Trading web markets (TW) simply digitizes the fixed income market.

“Historically, if you wanted to trade bonds, you actually called the broker and got the price. And now we are slowly digitizing this process. And Tradeweb is creating this digital marketplace,” Tauber said.

intuit (INTU) brings AI to the field of accounting. Their most notable ventures are Turbotax and Quickbooks. AI is being used to create smarter applications for its platforms, such as AI-based customer experiences.

“In fact, we think that artificial intelligence will speed up their ability to file tax returns almost instantly,” Tauber said.
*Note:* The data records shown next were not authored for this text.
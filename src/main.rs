//! Drop Charge headless driver
//!
//! Runs the simulation core against a crude ballistic stand-in for the
//! physics engine and logs what happened.
//!
//! Usage: `drop-charge [settings.json] [seconds]`

use std::collections::HashSet;

use glam::Vec2;

use drop_charge::Settings;
use drop_charge::game::Game;
use drop_charge::sim::{
    ContactBody, ContactOutcome, Entity, EntityId, FlowState, MotionState, SimEvent,
};

const DT: f32 = 1.0 / 60.0;
const GRAVITY: f32 = 1470.0;
const DEFAULT_SECONDS: f32 = 60.0;
/// Wait this long on the game-over screen before tapping again
const RESTART_DELAY_SECS: f32 = 2.0;

#[derive(Debug, Default)]
struct Summary {
    coins: u32,
    special_coins: u32,
    bounces: u32,
    breaks: u32,
    lava_hits: u32,
    sessions: u64,
    best_height: f32,
}

/// Player body overlaps an entity's box
fn overlaps(player_pos: Vec2, radius: f32, entity: &Entity) -> bool {
    let nearest = player_pos.clamp(entity.pos - entity.half_size, entity.pos + entity.half_size);
    nearest.distance_squared(player_pos) <= radius * radius
}

fn step_physics(game: &mut Game) {
    let snap = game.snapshot();
    if !snap.player_dynamic {
        return;
    }
    let vel = snap.player_vel - Vec2::new(0.0, GRAVITY * DT);
    let pos = snap.player_pos + vel * DT;
    game.sync_body(pos, vel);
}

/// Fire contacts for overlaps that started this frame
fn detect_contacts(game: &mut Game, touching: &mut HashSet<EntityId>, summary: &mut Summary) {
    let snap = game.snapshot();
    if !snap.player_dynamic {
        touching.clear();
        return;
    }
    let radius = game.session().player.size.x * 0.3;
    let hits: Vec<_> = game
        .session()
        .entities()
        .iter()
        .filter(|e| overlaps(snap.player_pos, radius, e))
        .map(|e| (e.id, e.category))
        .collect();

    let now: HashSet<EntityId> = hits.iter().map(|&(id, _)| id).collect();
    for (id, category) in hits {
        if touching.contains(&id) {
            continue;
        }
        match game.on_contact(ContactBody::player(), ContactBody::entity(category, id)) {
            ContactOutcome::CoinCollected(_) => summary.coins += 1,
            ContactOutcome::SpecialCoinCollected(_) => summary.special_coins += 1,
            ContactOutcome::PlatformBounce(_) => summary.bounces += 1,
            ContactOutcome::PlatformBroken(_) => summary.breaks += 1,
            ContactOutcome::Ignored => {}
        }
    }
    *touching = now;
}

fn main() {
    env_logger::init();

    let mut args = std::env::args().skip(1);
    let settings = match args.next() {
        Some(path) => Settings::load(path),
        None => Settings::default(),
    };
    let seconds = args
        .next()
        .and_then(|s| s.parse::<f32>().ok())
        .filter(|s| s.is_finite() && *s > 0.0)
        .unwrap_or(DEFAULT_SECONDS);

    log::info!("Drop Charge (headless) starting, {:.0}s of play", seconds);

    let mut game = Game::new(settings);
    let mut summary = Summary::default();
    let mut touching = HashSet::new();
    let mut game_over_for = 0.0;

    game.on_tap();

    let frames = (seconds / DT).round() as u64;
    for _ in 0..frames {
        step_physics(&mut game);
        detect_contacts(&mut game, &mut touching, &mut summary);
        game.tick(DT);

        for event in game.drain_events() {
            match event {
                SimEvent::MotionChanged {
                    to: MotionState::Lava,
                    ..
                } => summary.lava_hits += 1,
                SimEvent::FlowChanged { from, to } => {
                    log::debug!("Flow {} -> {}", from.as_str(), to.as_str());
                }
                _ => {}
            }
        }

        let snap = game.snapshot();
        summary.best_height = summary.best_height.max(snap.player_pos.y);

        if snap.flow == FlowState::GameOver {
            game_over_for += DT;
            if game_over_for >= RESTART_DELAY_SECS {
                game_over_for = 0.0;
                touching.clear();
                // Restart, then light the fuse in the new session
                game.on_tap();
                game.on_tap();
            }
        }
    }

    summary.sessions = game.sessions_started();
    let snap = game.snapshot();
    log::info!(
        "Done: sessions={} best_height={:.0} coins={} special={} bounces={} breaks={} lava_hits={}",
        summary.sessions,
        summary.best_height,
        summary.coins,
        summary.special_coins,
        summary.bounces,
        summary.breaks,
        summary.lava_hits
    );
    log::info!(
        "Final state: flow={} motion={} lives={} height={:.0}",
        snap.flow.as_str(),
        snap.motion.as_str(),
        snap.lives,
        snap.player_pos.y
    );
}
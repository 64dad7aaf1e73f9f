//! Session owner
//!
//! [`Game`] is what the rendering/physics front end holds. It forwards ticks,
//! taps and contacts to the current [`GameSession`], rebuilds the session on a
//! restart tap, and owns the shared tilt sensor.

use std::sync::Arc;

use glam::Vec2;
use serde::Serialize;

use crate::settings::Settings;
use crate::sim::contact::{self, ContactBody, ContactOutcome};
use crate::sim::flow::{self, FlowState, TapOutcome};
use crate::sim::{GameSession, MotionState, PlayerAnimation, SimEvent, TickInput, TiltSensor, tick};

/// Read-only view of the state the front end draws from
#[derive(Debug, Clone, Copy, PartialEq, Serialize)]
pub struct Snapshot {
    pub flow: FlowState,
    pub motion: MotionState,
    pub animation: PlayerAnimation,
    pub player_pos: Vec2,
    pub player_vel: Vec2,
    pub player_dynamic: bool,
    pub lives: u8,
    pub camera: Vec2,
    pub lava_y: f32,
    pub entity_count: usize,
    pub exhaust_rate: f32,
}

pub struct Game {
    settings: Settings,
    session: GameSession,
    sensor: Arc<TiltSensor>,
    base_seed: u64,
    sessions_started: u64,
    /// Events carried over from torn-down sessions
    carried: Vec<SimEvent>,
}

impl Game {
    pub fn new(settings: Settings) -> Self {
        Self::with_sensor(settings, Arc::new(TiltSensor::new()))
    }

    /// Use an existing sensor handle (e.g. one already wired to a callback)
    pub fn with_sensor(settings: Settings, sensor: Arc<TiltSensor>) -> Self {
        let base_seed = settings.seed.unwrap_or_else(rand::random);
        let session = GameSession::new(settings.clone(), base_seed);
        Self {
            settings,
            session,
            sensor,
            base_seed,
            sessions_started: 1,
            carried: vec![SimEvent::SessionStarted { seed: base_seed }],
        }
    }

    /// Handle for the accelerometer callback
    pub fn sensor(&self) -> Arc<TiltSensor> {
        Arc::clone(&self.sensor)
    }

    pub fn settings(&self) -> &Settings {
        &self.settings
    }

    pub fn session(&self) -> &GameSession {
        &self.session
    }

    pub fn session_mut(&mut self) -> &mut GameSession {
        &mut self.session
    }

    pub fn sessions_started(&self) -> u64 {
        self.sessions_started
    }

    /// Advance one frame
    pub fn tick(&mut self, dt: f32) {
        let input = TickInput {
            tilt: self.sensor.value(),
        };
        tick(&mut self.session, &input, dt);
    }

    /// Physics contact between two bodies
    pub fn on_contact(&mut self, a: ContactBody, b: ContactBody) -> ContactOutcome {
        contact::resolve(&mut self.session, a, b)
    }

    /// User tap
    pub fn on_tap(&mut self) -> TapOutcome {
        let outcome = flow::on_tap(&mut self.session);
        if outcome == TapOutcome::Restart {
            self.restart();
        }
        outcome
    }

    /// Body state reported by the physics engine after its step. Ignored while
    /// the body is not dynamic (Idle, Dead), when the core owns it.
    pub fn sync_body(&mut self, pos: Vec2, vel: Vec2) {
        let player = &mut self.session.player;
        if player.dynamic {
            player.pos = pos;
            player.vel = vel;
        }
    }

    /// Events since the last drain, oldest first
    pub fn drain_events(&mut self) -> Vec<SimEvent> {
        let mut events = std::mem::take(&mut self.carried);
        events.extend(self.session.drain_events());
        events
    }

    pub fn snapshot(&self) -> Snapshot {
        let s = &self.session;
        Snapshot {
            flow: s.flow_state(),
            motion: s.motion_state(),
            animation: s.player.animation,
            player_pos: s.player.pos,
            player_vel: s.player.vel,
            player_dynamic: s.player.dynamic,
            lives: s.player.lives,
            camera: s.camera.pos,
            lava_y: s.lava.y,
            entity_count: s.entities.len(),
            exhaust_rate: s.player.exhaust_rate,
        }
    }

    fn restart(&mut self) {
        let seed = self.base_seed.wrapping_add(self.sessions_started);
        self.session.teardown();
        self.carried.extend(self.session.drain_events());
        self.carried.push(SimEvent::SessionStarted { seed });
        self.session = GameSession::new(self.settings.clone(), seed);
        self.sessions_started += 1;
        log::info!("Restarted (session #{})", self.sessions_started);
    }
}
ASML Holding (ASML) is leading the way in miniaturizing semiconductors so they can be made smaller and more efficient, he said. This company has monopolized this ability, he added. ASML is essentially a bottleneck for a continuation of Moore’s Law, which means that the number of transistors on a microchip doubles roughly every two years, and the cost of computers is halved, he said.

dexcom (DXCM) is the technology leader in glucose monitors, small patches that allow diabetics to monitor their condition at all times. He noted that this company was the first to bring this product to the market and provides the highest accuracy. According to him, it is necessary to produce tens of millions of such censors on a large scale, and DexCom coped with this task. So they have a production moat for this technology, he added.

Edwards Lifesciences (EW) is a company that specializes only in medical equipment. They are a leading provider of transcatheter heart valve replacement, which helps doctors replace aortic valves in a minimally invasive way.

Danaher (DHR) is the driving force behind various healthcare innovations in biotechnology. They are a service and product provider specifically for cell and gene therapy companies.

IDEXX Laboratories (IDXX) dominates the field of veterinary medicine, constantly innovating from the field of human health to the field of animal health, including livestock.